* Problem details: Look through the records that follow. Copy every line containing the word "loadMore".

(Stored data entries)

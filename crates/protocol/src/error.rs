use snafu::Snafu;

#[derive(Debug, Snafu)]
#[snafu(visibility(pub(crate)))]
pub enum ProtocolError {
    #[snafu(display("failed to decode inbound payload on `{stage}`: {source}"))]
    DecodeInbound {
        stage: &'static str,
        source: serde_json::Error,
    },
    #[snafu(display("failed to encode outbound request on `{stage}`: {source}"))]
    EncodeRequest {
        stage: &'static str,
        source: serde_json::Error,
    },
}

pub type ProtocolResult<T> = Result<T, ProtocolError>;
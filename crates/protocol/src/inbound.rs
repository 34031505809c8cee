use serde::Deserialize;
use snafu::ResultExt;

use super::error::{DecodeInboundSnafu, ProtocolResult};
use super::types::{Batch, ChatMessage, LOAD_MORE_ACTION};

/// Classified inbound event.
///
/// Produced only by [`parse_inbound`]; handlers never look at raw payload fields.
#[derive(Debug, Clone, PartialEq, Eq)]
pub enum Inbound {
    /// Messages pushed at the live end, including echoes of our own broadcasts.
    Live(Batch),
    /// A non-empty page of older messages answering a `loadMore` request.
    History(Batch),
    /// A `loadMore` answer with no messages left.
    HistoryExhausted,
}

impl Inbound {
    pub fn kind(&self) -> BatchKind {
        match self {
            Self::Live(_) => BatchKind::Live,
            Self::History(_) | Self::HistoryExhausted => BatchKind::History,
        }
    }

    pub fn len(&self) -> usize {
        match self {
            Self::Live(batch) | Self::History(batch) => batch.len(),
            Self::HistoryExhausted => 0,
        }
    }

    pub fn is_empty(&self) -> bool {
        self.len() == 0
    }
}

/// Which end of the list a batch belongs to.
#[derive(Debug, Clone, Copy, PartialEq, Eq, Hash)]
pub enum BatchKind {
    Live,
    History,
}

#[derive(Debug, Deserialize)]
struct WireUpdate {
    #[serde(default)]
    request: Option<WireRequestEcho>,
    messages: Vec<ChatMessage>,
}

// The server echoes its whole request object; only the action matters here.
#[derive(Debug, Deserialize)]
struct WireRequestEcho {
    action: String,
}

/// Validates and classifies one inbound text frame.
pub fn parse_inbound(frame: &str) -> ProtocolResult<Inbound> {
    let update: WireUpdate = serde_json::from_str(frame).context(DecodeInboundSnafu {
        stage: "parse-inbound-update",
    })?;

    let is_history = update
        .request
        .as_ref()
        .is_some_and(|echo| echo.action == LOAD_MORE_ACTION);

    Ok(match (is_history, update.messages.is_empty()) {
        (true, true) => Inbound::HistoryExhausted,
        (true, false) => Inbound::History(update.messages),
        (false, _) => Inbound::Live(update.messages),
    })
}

==

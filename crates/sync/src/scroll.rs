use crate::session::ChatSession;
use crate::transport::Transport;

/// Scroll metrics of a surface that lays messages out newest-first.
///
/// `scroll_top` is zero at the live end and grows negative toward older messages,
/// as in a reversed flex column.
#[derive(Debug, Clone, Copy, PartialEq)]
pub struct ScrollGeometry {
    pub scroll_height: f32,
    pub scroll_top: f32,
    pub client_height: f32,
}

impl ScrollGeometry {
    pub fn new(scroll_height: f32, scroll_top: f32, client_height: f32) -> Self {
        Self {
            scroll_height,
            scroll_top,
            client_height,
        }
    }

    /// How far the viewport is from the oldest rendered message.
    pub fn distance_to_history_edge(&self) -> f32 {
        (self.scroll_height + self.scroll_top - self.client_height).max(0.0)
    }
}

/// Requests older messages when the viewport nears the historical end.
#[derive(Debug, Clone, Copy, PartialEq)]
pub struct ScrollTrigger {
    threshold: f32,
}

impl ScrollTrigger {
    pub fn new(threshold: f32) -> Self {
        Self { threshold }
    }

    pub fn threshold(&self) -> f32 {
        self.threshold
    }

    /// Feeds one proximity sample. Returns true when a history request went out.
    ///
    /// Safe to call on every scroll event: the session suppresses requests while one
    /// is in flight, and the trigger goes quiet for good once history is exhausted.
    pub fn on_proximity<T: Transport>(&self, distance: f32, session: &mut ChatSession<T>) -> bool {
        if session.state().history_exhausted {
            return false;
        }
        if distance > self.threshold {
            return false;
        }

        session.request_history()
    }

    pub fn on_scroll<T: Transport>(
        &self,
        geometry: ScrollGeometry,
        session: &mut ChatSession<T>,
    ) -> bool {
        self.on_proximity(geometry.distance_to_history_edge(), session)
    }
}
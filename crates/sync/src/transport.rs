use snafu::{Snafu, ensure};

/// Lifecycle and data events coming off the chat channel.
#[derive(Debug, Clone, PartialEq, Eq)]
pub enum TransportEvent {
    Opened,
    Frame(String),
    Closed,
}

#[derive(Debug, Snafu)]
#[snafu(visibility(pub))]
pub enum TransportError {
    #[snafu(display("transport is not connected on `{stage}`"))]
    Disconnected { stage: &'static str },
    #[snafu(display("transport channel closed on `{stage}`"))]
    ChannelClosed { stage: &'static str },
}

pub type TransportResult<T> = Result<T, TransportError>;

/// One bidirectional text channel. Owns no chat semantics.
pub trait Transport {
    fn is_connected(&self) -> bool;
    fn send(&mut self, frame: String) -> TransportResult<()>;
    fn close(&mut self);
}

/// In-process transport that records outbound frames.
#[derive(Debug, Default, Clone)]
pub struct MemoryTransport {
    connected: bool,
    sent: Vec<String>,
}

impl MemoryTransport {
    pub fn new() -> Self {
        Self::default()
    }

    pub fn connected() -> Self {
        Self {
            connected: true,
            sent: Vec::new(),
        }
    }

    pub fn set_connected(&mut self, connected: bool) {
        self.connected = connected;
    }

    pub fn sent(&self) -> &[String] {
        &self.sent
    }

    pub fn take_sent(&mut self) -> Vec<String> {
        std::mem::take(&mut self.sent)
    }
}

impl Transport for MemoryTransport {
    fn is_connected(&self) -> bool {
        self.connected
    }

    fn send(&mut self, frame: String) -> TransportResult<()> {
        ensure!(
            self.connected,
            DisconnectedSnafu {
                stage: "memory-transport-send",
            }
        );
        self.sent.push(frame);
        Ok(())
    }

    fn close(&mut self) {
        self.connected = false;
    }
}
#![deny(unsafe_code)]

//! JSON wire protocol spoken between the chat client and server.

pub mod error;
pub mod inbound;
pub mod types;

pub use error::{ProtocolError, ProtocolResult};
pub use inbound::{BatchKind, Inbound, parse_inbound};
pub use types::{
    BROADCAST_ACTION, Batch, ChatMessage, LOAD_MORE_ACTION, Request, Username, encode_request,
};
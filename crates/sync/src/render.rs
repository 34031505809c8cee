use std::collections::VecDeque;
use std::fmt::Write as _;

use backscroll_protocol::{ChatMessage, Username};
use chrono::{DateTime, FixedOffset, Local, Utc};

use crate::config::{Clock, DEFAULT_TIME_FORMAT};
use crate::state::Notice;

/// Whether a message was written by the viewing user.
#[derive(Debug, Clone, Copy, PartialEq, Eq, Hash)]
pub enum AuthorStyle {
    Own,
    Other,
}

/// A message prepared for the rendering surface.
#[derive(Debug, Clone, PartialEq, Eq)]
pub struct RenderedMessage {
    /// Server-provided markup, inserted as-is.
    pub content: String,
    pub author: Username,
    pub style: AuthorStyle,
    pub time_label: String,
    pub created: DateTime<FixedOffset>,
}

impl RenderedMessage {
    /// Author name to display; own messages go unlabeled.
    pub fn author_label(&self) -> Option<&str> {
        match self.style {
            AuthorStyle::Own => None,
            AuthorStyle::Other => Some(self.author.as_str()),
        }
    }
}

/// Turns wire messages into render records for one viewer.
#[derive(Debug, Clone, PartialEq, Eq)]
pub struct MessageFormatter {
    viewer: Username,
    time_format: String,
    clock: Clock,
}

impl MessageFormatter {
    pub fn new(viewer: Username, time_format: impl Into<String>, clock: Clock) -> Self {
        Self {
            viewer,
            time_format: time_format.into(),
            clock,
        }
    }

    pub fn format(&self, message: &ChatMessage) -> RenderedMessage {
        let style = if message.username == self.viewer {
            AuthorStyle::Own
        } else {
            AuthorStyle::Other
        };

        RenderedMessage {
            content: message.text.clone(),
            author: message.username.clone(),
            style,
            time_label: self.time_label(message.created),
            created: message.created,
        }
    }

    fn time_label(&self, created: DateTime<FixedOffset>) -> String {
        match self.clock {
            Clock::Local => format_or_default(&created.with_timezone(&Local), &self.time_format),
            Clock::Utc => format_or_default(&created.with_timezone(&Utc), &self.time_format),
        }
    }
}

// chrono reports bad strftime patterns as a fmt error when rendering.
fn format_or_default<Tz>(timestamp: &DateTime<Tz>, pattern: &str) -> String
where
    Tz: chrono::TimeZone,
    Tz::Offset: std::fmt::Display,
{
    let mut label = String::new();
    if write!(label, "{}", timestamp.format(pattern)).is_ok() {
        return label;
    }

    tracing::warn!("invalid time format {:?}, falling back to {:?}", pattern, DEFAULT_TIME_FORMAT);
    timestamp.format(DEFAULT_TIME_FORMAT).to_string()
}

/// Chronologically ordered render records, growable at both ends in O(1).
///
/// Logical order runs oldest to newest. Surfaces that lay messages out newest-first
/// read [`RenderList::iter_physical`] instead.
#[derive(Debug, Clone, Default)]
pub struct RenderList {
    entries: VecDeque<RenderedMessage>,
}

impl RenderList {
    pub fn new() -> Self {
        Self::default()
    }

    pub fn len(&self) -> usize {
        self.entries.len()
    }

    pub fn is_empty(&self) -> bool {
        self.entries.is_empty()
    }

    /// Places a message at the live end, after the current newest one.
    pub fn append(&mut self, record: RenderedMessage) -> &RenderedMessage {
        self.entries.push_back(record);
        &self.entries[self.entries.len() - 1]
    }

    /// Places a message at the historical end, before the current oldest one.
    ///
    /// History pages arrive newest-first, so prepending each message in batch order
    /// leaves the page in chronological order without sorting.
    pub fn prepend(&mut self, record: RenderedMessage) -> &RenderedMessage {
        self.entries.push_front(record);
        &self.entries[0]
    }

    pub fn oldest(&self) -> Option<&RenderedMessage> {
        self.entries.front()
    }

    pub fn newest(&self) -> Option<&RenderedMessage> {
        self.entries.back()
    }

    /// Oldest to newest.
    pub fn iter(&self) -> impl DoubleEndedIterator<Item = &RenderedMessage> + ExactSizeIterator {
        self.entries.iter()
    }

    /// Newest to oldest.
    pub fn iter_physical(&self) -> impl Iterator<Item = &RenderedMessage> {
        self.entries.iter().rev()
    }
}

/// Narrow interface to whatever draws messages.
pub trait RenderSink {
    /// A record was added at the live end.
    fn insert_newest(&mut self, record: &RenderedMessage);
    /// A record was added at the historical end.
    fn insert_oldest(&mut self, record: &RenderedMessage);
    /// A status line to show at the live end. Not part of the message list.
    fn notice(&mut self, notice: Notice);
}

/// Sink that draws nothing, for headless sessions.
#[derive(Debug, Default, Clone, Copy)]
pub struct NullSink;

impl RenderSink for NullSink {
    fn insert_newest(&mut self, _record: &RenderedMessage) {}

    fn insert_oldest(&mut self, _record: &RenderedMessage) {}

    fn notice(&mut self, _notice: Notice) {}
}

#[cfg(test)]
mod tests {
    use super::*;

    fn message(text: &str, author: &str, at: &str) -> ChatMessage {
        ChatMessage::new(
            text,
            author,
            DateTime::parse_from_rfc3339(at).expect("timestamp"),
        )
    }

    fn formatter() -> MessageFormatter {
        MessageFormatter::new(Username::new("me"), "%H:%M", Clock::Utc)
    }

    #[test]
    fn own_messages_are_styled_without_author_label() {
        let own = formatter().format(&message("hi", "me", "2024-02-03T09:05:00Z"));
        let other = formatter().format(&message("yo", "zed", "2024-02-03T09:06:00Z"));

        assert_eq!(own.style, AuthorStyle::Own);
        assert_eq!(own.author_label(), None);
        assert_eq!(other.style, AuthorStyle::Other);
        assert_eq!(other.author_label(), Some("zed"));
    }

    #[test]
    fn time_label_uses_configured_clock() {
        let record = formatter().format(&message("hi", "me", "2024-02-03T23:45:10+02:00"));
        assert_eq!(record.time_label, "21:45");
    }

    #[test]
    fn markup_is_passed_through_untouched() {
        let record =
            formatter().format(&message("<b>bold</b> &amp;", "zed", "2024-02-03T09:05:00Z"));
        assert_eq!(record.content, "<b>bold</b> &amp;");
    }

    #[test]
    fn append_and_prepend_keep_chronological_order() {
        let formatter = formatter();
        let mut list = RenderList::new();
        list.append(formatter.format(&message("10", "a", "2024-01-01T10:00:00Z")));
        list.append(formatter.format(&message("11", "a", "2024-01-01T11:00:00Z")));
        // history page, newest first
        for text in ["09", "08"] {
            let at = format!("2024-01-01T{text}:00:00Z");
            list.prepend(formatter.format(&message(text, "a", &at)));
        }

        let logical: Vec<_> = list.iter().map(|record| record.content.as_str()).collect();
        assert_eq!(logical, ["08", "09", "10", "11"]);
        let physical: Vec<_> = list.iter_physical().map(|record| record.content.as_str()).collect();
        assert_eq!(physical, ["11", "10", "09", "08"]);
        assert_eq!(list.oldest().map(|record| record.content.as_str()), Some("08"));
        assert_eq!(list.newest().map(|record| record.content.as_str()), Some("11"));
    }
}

==

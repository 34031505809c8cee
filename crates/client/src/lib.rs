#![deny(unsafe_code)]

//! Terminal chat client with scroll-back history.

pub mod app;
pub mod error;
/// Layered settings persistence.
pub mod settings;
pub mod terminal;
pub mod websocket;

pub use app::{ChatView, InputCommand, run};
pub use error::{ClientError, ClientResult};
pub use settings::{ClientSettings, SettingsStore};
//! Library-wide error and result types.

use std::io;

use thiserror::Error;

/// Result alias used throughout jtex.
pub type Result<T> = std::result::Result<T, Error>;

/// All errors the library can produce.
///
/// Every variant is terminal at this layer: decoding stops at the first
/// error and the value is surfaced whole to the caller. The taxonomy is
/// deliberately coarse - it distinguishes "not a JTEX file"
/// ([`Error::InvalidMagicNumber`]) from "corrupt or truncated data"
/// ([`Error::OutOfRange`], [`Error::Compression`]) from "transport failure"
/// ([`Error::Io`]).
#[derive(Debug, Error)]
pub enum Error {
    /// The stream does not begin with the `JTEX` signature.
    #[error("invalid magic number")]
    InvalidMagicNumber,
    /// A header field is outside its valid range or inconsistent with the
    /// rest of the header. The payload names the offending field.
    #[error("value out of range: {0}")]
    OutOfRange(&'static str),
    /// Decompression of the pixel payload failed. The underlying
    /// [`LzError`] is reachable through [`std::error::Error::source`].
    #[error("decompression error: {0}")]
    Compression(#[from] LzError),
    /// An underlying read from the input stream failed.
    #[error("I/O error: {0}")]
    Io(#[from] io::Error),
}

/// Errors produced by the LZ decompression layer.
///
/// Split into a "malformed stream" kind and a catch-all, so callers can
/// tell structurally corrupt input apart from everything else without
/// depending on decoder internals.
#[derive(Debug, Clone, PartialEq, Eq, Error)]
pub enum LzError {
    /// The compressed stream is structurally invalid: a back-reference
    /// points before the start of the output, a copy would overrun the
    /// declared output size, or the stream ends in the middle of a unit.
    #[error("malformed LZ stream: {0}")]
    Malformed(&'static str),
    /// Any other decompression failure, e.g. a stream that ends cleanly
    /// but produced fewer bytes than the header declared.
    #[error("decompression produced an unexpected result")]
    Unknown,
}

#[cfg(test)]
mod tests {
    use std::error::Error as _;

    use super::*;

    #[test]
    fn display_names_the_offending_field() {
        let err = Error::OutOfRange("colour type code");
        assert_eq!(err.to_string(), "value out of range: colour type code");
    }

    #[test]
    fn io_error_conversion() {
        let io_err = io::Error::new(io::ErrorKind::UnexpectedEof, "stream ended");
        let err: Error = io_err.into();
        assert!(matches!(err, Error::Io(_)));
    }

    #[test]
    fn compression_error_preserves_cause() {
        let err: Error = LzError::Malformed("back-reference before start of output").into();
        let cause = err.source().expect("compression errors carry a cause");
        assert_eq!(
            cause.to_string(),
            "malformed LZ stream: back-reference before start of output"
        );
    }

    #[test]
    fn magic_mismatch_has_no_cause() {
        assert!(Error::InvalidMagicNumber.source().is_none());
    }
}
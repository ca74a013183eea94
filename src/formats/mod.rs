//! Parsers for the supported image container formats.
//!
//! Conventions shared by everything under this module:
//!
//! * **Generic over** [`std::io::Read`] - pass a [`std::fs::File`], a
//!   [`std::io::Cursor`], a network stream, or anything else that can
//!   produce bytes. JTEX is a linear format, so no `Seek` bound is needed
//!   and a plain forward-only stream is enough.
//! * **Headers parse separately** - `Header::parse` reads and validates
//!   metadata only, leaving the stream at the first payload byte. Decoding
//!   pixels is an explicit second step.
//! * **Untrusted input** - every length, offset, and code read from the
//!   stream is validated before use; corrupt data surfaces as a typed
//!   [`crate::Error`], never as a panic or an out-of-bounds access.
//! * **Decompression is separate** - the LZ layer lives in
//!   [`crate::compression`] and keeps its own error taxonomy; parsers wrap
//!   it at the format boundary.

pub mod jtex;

* Exercise answer:
    /// A non-empty page of older messages answering a `loadMore` request.
    /// A `loadMore` answer with no messages left.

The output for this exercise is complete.